State how many lines of the records contain the string "chars", and give no other information.

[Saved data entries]

»»

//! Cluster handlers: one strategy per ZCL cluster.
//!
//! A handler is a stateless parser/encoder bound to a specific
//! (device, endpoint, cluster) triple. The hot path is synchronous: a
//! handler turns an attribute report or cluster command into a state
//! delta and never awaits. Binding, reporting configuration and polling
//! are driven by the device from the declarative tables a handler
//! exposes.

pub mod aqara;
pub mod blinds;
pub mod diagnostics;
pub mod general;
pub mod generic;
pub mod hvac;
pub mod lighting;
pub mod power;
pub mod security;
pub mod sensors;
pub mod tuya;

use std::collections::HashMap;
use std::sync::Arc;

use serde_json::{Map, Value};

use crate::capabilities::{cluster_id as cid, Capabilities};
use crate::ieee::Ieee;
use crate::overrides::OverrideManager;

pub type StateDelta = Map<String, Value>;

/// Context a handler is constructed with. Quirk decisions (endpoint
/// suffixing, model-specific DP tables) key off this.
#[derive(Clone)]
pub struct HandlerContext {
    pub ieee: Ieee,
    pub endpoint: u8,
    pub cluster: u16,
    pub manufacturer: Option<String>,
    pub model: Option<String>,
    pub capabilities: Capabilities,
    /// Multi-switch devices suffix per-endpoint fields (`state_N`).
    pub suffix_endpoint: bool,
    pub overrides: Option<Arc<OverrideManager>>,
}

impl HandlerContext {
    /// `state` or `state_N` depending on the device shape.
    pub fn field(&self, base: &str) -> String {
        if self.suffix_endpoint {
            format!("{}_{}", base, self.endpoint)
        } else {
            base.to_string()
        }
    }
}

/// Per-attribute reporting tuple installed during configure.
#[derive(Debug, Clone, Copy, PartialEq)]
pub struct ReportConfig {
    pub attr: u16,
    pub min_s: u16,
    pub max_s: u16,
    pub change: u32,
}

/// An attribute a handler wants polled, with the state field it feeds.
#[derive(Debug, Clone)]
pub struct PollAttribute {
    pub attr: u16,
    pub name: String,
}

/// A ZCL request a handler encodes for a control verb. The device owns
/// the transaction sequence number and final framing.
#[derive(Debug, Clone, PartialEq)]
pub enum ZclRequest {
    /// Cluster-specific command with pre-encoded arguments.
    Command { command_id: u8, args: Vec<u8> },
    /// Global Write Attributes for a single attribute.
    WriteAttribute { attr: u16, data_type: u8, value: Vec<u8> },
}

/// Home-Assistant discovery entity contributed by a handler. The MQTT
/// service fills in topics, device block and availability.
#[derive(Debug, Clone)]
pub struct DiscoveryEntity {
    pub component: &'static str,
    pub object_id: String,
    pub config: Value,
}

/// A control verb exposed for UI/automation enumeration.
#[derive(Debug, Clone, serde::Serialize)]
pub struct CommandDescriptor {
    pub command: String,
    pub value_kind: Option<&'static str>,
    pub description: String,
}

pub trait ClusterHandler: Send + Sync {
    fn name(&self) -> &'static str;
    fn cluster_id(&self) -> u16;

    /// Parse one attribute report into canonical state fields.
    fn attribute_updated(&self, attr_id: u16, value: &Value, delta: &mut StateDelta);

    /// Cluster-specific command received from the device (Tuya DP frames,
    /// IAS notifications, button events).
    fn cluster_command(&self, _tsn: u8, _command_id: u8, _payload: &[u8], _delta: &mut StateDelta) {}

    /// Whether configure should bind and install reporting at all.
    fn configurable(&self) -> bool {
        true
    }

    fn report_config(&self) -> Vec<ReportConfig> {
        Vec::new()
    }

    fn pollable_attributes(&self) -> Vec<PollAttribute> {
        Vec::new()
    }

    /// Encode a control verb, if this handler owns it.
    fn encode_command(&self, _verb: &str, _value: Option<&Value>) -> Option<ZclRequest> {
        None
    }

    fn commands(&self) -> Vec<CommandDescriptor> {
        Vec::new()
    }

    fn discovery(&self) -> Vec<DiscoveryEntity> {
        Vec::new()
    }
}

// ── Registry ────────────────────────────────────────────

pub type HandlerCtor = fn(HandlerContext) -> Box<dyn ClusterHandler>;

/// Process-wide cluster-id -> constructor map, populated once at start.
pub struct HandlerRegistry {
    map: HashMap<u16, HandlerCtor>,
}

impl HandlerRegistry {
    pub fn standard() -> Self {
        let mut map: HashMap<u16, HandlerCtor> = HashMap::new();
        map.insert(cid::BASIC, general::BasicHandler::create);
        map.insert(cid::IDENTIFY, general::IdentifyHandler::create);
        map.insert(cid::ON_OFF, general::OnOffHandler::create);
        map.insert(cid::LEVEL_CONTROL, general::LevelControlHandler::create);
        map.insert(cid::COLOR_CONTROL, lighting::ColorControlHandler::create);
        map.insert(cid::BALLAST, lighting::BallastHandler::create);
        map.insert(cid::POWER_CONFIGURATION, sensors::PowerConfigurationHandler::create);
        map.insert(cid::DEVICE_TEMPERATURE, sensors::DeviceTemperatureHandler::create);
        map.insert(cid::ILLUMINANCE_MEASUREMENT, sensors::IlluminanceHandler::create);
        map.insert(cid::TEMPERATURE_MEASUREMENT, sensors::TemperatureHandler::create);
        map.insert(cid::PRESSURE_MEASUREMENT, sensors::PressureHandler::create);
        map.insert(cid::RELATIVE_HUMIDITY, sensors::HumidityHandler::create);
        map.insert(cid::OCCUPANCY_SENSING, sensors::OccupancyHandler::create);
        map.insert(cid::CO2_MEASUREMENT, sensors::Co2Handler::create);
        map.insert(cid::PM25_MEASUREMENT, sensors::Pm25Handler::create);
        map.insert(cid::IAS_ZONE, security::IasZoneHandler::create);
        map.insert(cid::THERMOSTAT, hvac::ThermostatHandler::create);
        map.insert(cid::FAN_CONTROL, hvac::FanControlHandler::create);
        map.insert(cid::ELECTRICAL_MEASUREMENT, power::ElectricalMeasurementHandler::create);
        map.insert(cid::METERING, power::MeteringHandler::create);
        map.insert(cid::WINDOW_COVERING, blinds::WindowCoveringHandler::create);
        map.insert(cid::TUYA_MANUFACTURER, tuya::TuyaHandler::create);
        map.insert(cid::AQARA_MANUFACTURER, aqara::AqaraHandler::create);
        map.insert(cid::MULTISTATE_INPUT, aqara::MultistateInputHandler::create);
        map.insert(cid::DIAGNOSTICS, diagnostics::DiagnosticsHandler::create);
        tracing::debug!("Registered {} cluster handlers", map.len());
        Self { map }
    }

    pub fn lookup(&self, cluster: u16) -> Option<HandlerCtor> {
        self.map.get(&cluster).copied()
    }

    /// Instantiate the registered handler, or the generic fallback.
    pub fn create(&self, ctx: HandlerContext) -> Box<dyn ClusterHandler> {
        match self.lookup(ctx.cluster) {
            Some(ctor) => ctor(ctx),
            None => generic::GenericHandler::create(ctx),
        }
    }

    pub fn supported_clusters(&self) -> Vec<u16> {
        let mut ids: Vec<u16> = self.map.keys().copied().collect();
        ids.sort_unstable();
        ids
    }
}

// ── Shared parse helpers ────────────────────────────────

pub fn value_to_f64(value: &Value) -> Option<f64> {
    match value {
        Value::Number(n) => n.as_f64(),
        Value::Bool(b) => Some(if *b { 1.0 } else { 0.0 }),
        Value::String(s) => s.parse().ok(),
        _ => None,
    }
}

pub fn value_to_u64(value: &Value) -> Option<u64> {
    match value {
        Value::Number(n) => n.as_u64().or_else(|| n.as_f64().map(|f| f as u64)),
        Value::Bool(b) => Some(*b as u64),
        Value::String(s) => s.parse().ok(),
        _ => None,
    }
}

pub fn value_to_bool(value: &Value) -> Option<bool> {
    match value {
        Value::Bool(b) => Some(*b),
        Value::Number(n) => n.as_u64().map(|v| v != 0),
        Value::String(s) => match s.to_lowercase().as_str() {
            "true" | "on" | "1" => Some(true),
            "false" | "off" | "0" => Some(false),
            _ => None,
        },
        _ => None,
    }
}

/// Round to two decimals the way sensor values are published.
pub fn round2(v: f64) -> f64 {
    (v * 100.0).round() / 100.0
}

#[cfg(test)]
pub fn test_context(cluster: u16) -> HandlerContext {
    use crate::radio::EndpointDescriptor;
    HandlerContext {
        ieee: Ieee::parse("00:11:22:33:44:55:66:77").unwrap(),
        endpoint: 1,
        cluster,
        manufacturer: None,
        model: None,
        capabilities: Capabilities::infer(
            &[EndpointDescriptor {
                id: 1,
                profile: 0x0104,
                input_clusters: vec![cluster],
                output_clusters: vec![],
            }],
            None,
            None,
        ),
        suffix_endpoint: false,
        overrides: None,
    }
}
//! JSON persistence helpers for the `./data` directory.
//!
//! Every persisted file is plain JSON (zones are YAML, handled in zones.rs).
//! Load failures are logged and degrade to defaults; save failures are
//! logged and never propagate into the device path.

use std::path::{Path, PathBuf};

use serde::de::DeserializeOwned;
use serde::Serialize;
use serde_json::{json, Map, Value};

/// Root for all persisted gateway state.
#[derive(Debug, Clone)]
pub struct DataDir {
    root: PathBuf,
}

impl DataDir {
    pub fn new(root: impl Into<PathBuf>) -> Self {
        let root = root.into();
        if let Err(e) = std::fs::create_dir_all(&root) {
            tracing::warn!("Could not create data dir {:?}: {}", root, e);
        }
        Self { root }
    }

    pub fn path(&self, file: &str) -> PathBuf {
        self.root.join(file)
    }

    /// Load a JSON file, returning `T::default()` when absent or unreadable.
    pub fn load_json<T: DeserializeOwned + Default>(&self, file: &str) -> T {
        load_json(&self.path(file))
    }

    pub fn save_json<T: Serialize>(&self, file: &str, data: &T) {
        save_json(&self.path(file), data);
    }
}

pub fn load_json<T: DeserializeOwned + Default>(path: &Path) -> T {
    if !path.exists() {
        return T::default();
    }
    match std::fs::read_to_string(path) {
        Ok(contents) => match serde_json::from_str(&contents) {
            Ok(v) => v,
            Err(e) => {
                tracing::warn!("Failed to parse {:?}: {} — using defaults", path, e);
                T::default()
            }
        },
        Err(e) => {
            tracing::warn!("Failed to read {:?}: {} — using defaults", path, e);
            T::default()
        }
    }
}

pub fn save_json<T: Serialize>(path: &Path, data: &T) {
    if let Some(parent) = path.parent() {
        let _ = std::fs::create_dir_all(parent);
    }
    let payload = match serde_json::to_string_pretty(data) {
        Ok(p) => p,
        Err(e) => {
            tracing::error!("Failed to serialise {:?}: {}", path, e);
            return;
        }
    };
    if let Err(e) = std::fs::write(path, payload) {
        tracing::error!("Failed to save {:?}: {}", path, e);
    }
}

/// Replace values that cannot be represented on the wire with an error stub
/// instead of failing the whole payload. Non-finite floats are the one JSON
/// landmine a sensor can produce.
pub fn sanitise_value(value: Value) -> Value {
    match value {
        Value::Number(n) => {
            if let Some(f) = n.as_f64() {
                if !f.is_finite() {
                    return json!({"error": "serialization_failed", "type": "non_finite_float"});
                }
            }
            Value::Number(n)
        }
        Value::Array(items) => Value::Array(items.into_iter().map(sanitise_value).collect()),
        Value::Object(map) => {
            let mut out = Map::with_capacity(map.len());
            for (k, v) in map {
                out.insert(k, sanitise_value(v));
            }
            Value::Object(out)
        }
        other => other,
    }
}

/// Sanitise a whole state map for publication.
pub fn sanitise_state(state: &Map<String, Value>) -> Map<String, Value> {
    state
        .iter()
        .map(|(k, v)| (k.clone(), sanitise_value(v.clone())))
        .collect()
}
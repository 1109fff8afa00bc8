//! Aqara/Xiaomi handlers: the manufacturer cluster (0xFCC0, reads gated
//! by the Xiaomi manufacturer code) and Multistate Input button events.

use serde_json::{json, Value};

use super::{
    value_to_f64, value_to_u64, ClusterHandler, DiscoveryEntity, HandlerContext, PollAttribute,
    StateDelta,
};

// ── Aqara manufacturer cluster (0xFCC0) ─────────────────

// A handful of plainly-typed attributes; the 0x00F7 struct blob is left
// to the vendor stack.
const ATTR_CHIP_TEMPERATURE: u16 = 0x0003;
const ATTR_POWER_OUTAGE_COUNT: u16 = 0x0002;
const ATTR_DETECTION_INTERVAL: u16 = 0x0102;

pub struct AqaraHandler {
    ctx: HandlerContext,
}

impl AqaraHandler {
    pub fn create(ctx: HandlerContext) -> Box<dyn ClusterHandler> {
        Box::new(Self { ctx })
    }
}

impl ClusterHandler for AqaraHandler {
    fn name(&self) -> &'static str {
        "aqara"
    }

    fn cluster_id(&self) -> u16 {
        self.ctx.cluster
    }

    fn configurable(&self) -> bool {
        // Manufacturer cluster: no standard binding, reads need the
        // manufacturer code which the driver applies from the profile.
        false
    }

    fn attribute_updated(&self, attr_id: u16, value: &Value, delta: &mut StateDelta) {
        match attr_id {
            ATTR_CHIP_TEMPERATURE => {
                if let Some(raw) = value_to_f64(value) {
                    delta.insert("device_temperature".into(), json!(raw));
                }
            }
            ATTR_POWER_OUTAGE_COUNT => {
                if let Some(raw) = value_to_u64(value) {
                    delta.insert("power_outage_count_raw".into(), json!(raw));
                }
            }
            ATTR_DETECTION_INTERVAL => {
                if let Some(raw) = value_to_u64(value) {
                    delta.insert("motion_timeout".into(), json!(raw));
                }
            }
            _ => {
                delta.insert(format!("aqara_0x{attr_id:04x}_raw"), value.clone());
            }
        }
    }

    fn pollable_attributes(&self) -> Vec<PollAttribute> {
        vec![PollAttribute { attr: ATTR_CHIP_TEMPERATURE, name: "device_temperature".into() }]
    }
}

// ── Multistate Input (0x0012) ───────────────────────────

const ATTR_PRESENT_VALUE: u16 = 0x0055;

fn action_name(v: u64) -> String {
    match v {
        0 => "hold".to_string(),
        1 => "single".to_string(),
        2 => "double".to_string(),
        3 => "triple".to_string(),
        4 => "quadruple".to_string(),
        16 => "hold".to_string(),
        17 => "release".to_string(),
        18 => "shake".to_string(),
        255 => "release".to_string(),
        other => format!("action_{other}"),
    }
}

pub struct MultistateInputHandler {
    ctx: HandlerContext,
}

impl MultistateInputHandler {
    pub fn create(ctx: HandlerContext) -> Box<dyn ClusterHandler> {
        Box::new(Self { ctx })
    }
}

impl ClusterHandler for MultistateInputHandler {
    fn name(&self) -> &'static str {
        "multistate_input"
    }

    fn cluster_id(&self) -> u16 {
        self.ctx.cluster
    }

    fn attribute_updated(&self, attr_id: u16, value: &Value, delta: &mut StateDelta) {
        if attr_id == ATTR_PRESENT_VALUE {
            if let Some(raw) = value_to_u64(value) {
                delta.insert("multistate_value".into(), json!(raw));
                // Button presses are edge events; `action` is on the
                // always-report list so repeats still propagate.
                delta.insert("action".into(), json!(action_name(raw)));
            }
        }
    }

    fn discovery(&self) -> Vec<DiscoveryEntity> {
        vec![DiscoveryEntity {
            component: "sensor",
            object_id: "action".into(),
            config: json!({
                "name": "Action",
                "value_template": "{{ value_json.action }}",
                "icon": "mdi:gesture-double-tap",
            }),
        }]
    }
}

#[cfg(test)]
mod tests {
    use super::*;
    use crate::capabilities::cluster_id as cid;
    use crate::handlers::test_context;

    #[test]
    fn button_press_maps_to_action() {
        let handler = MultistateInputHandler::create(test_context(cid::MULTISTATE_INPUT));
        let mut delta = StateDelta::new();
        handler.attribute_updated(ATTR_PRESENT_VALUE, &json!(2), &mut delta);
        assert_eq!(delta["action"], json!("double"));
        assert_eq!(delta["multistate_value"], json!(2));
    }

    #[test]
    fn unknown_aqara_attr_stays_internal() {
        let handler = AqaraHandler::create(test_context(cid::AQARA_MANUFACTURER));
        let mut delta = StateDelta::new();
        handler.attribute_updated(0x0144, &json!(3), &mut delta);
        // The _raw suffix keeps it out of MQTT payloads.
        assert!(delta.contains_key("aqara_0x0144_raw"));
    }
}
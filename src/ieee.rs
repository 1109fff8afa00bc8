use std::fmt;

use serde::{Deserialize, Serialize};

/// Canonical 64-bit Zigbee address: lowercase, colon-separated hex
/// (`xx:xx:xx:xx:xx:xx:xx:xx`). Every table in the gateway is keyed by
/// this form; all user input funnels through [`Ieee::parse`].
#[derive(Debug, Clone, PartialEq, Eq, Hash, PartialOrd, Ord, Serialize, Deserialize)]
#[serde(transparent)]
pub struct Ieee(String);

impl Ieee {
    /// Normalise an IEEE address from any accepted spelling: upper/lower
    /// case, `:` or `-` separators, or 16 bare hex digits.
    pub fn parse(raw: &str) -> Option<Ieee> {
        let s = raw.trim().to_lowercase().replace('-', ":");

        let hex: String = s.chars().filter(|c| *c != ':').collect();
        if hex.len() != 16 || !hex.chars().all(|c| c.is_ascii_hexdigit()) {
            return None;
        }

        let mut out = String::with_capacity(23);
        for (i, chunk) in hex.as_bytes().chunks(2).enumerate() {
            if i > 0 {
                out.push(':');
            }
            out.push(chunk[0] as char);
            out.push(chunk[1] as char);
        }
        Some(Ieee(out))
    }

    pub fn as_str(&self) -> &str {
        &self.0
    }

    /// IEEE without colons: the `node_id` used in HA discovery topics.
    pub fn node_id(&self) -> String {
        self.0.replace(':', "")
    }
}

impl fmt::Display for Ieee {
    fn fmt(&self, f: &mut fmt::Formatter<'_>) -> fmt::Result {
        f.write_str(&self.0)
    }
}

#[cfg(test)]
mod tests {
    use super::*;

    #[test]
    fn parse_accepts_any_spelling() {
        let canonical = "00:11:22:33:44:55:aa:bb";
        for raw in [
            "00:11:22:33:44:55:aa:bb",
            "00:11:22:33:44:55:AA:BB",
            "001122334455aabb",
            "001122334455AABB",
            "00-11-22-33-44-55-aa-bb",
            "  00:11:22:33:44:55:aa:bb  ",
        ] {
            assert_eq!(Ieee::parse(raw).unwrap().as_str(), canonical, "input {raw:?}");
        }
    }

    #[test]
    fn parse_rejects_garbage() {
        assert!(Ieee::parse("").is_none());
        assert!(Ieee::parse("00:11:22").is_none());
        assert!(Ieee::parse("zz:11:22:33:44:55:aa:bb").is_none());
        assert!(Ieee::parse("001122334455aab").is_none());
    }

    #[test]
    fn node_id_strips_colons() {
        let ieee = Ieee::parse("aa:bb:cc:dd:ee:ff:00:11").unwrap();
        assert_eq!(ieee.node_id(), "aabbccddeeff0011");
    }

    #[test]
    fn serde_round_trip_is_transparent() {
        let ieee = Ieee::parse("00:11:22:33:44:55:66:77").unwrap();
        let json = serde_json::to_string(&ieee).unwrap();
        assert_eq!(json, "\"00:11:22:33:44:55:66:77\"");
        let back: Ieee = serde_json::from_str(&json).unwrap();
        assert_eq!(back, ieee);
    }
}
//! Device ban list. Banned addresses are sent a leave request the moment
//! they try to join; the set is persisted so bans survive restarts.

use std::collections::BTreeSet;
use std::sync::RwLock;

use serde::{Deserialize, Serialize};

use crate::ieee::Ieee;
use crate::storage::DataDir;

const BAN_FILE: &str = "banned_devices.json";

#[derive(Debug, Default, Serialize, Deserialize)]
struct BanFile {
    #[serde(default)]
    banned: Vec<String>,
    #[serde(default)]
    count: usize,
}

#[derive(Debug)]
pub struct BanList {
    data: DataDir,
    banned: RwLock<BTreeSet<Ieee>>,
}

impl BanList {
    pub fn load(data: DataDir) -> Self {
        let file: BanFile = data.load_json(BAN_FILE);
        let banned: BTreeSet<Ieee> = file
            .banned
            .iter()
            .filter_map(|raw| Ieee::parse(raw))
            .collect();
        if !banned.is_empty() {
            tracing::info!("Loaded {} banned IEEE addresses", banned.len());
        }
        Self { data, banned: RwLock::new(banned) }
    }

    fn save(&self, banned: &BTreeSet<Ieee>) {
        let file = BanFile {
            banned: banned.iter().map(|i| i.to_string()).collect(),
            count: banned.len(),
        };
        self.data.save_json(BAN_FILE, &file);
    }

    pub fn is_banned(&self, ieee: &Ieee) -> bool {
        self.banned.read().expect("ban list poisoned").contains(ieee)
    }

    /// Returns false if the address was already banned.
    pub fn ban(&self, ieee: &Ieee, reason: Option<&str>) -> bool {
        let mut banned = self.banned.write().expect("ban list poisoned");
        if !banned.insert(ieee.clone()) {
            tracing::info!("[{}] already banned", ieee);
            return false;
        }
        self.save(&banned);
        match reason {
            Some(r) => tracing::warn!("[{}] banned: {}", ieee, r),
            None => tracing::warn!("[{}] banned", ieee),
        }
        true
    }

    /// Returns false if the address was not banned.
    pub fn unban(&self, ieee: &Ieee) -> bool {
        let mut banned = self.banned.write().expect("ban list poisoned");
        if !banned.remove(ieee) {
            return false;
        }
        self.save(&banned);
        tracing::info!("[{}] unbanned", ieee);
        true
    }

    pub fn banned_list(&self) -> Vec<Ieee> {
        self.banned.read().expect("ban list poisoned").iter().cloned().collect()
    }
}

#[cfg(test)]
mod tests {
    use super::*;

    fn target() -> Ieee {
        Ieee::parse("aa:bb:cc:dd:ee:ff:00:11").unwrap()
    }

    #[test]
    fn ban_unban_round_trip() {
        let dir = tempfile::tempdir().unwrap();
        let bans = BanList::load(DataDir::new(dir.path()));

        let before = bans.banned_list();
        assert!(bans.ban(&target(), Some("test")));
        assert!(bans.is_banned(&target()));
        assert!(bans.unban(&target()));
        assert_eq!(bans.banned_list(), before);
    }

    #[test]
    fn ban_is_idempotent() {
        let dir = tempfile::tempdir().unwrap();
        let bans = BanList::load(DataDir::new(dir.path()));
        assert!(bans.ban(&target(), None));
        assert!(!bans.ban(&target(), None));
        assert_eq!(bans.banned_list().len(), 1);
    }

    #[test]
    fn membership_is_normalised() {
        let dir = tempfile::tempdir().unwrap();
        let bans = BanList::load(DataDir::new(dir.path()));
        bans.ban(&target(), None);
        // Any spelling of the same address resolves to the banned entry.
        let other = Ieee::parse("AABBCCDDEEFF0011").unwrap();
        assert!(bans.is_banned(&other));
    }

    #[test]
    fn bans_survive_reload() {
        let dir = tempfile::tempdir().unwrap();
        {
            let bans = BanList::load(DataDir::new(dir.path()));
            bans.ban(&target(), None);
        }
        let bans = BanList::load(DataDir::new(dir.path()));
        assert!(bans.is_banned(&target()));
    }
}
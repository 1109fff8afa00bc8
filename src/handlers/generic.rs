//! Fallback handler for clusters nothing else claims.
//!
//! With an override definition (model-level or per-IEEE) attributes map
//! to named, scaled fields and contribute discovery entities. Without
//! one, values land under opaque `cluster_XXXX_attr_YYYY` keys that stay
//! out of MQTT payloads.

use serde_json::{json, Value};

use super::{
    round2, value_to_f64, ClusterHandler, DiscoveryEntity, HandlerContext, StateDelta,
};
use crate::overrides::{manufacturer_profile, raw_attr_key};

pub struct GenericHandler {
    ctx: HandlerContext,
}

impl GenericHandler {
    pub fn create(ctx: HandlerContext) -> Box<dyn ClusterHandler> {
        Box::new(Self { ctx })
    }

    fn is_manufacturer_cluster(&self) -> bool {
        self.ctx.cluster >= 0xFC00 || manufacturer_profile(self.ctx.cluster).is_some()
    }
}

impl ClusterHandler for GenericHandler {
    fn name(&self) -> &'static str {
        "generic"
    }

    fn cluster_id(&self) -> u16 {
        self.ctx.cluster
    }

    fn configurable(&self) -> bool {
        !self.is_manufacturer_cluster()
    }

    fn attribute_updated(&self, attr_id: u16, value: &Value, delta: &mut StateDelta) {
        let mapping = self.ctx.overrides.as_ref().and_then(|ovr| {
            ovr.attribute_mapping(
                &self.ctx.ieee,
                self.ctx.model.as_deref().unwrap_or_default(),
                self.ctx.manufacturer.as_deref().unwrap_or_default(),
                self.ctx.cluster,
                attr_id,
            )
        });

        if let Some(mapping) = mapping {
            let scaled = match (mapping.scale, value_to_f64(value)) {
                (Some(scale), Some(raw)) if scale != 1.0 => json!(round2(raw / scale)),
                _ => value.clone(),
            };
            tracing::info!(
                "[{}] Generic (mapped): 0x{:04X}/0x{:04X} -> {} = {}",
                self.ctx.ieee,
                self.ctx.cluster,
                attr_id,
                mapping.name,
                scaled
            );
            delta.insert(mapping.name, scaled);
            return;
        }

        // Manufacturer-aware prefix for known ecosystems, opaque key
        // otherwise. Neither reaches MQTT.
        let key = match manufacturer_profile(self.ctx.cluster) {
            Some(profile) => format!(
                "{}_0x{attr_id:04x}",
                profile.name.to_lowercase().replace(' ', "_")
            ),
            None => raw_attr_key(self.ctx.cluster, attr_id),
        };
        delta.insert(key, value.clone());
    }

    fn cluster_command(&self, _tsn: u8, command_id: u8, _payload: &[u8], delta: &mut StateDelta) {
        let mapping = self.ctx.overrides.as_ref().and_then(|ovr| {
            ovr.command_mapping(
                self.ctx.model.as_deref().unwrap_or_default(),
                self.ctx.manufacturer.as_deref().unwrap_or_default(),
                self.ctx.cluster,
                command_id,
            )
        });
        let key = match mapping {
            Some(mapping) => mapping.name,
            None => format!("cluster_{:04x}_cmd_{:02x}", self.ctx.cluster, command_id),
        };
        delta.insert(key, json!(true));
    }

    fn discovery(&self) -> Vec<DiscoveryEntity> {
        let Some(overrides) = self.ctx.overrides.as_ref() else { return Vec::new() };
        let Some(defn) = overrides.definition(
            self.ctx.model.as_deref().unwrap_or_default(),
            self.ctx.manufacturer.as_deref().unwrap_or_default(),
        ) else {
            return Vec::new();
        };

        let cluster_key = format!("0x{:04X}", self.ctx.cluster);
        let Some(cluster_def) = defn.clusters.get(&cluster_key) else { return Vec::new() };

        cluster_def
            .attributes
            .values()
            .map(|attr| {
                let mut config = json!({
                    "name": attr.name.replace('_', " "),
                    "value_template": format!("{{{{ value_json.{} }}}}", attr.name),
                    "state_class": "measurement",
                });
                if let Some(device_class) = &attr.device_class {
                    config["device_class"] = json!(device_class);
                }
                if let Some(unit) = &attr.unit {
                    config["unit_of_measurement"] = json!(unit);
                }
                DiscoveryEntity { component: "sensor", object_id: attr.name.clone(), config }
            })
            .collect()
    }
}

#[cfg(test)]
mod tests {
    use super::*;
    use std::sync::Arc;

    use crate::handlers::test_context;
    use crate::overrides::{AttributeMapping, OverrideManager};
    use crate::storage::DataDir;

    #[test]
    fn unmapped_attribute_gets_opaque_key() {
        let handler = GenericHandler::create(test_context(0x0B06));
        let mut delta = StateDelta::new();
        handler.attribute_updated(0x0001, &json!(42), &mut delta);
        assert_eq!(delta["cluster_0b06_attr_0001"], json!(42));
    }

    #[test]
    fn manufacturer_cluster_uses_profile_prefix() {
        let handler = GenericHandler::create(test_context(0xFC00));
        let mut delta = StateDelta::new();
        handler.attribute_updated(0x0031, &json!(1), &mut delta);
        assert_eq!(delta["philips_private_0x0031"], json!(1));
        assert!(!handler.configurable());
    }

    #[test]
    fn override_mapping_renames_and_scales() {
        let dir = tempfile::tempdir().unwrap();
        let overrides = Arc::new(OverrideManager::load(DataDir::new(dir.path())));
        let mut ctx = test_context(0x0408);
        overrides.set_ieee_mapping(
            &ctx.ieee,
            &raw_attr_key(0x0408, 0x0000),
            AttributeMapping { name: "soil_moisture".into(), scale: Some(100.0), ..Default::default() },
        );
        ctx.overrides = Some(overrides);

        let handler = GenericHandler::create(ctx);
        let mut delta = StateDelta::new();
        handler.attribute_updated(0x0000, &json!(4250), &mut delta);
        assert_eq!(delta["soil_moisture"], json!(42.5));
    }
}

««

SOLUTION TO THE EXERCISE: 2